Items from a dataset
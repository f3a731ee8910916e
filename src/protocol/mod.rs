//! Wire codec for the JSON envelopes carried over WebSocket text frames.
//!
//! Client envelopes are JSON objects discriminated by an `"optype"` field.
//! The codec recognizes the session-level operations (`register`, `login`,
//! `enter_room`, `exit_room`); every other object is passed through as a
//! [`ClientRequest::Game`] value, since its meaning belongs to the game
//! logic and not to this layer.

use serde::{Deserialize, Serialize};
use serde_json::Value;
use thiserror::Error;

/// Codec errors.
#[derive(Debug, Error)]
pub enum CodecError {
    #[error("malformed envelope: {0}")]
    Json(#[from] serde_json::Error),
    #[error("envelope is not a JSON object")]
    NotAnObject,
}

/// A decoded client-to-server envelope.
#[derive(Debug, Clone, PartialEq)]
pub enum ClientRequest {
    /// Create an account.
    Register(Credentials),
    /// Establish the session identity.
    Login(Credentials),
    /// Record room presence for the authenticated user.
    EnterRoom,
    /// Clear room presence for the authenticated user.
    ExitRoom,
    /// Any other optype, relayed verbatim to the game logic.
    Game(Value),
}

/// Login/registration credentials.
///
/// Absent or `null` fields decode to `None`; whether that is acceptable is
/// the caller's decision, not a decode failure.
#[derive(Debug, Clone, Default, PartialEq, Deserialize)]
pub struct Credentials {
    #[serde(default)]
    pub username: Option<String>,
    #[serde(default)]
    pub password: Option<String>,
}

impl Credentials {
    /// Both fields present and non-empty, or nothing.
    pub fn require(&self) -> Option<(&str, &str)> {
        match (self.username.as_deref(), self.password.as_deref()) {
            (Some(u), Some(p)) if !u.is_empty() && !p.is_empty() => Some((u, p)),
            _ => None,
        }
    }
}

impl ClientRequest {
    /// Decode one text frame.
    pub fn decode(text: &str) -> Result<Self, CodecError> {
        let value: Value = serde_json::from_str(text)?;
        if !value.is_object() {
            return Err(CodecError::NotAnObject);
        }
        let request = match value.get("optype").and_then(Value::as_str) {
            Some("register") => ClientRequest::Register(Credentials::deserialize(&value)?),
            Some("login") => ClientRequest::Login(Credentials::deserialize(&value)?),
            Some("enter_room") => ClientRequest::EnterRoom,
            Some("exit_room") => ClientRequest::ExitRoom,
            _ => ClientRequest::Game(value),
        };
        Ok(request)
    }
}

/// A server-to-client envelope.
#[derive(Debug, Clone, Serialize)]
#[serde(tag = "optype", rename_all = "snake_case")]
pub enum ServerReply {
    Register(Ack),
    Login(LoginReply),
    EnterRoom(Ack),
    ExitRoom(Ack),
    /// Protocol-level failure not tied to a recognized operation.
    Error(Ack),
}

/// Outcome of an operation, with a reason on failure.
#[derive(Debug, Clone, Serialize)]
pub struct Ack {
    pub result: bool,
    #[serde(skip_serializing_if = "Option::is_none")]
    pub reason: Option<String>,
}

impl Ack {
    pub fn ok() -> Self {
        Self {
            result: true,
            reason: None,
        }
    }

    pub fn fail(reason: impl Into<String>) -> Self {
        Self {
            result: false,
            reason: Some(reason.into()),
        }
    }
}

/// Login outcome; the profile fields are flattened into the envelope on
/// success so the client sees `{"optype":"login","result":true,"id":...}`.
#[derive(Debug, Clone, Serialize)]
pub struct LoginReply {
    pub result: bool,
    #[serde(skip_serializing_if = "Option::is_none")]
    pub reason: Option<String>,
    #[serde(flatten)]
    pub profile: Option<ProfileBody>,
}

/// Profile echo carried by a successful login.
#[derive(Debug, Clone, Serialize)]
pub struct ProfileBody {
    pub id: u64,
    pub score: i64,
    pub total_count: i64,
    pub win_count: i64,
}

impl ServerReply {
    pub fn register_ok() -> Self {
        Self::Register(Ack::ok())
    }

    pub fn register_fail(reason: impl Into<String>) -> Self {
        Self::Register(Ack::fail(reason))
    }

    pub fn login_ok(profile: ProfileBody) -> Self {
        Self::Login(LoginReply {
            result: true,
            reason: None,
            profile: Some(profile),
        })
    }

    pub fn login_fail(reason: impl Into<String>) -> Self {
        Self::Login(LoginReply {
            result: false,
            reason: Some(reason.into()),
            profile: None,
        })
    }

    pub fn enter_room_ok() -> Self {
        Self::EnterRoom(Ack::ok())
    }

    pub fn enter_room_fail(reason: impl Into<String>) -> Self {
        Self::EnterRoom(Ack::fail(reason))
    }

    pub fn exit_room_ok() -> Self {
        Self::ExitRoom(Ack::ok())
    }

    pub fn exit_room_fail(reason: impl Into<String>) -> Self {
        Self::ExitRoom(Ack::fail(reason))
    }

    pub fn error(reason: impl Into<String>) -> Self {
        Self::Error(Ack::fail(reason))
    }

    /// Encode as a text frame. Encoding these types cannot realistically
    /// fail; a bare error envelope is the fallback if it ever does.
    pub fn to_text(&self) -> String {
        serde_json::to_string(self)
            .unwrap_or_else(|_| r#"{"optype":"error","result":false}"#.to_string())
    }
}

§ **WHAT TO DO**
Above are the records. Print exactly, and only, the lines from the line with "let request = match" to the line with "A server-to-client envelope.", both inclusive.

§ **RESPONSE BELOW**
        let request = match value.get("optype").and_then(Value::as_str) {
            Some("register") => ClientRequest::Register(Credentials::deserialize(&value)?),
            Some("login") => ClientRequest::Login(Credentials::deserialize(&value)?),
            Some("enter_room") => ClientRequest::EnterRoom,
            Some("exit_room") => ClientRequest::ExitRoom,
            _ => ClientRequest::Game(value),
        };
        Ok(request)
    }
}

/// A server-to-client envelope.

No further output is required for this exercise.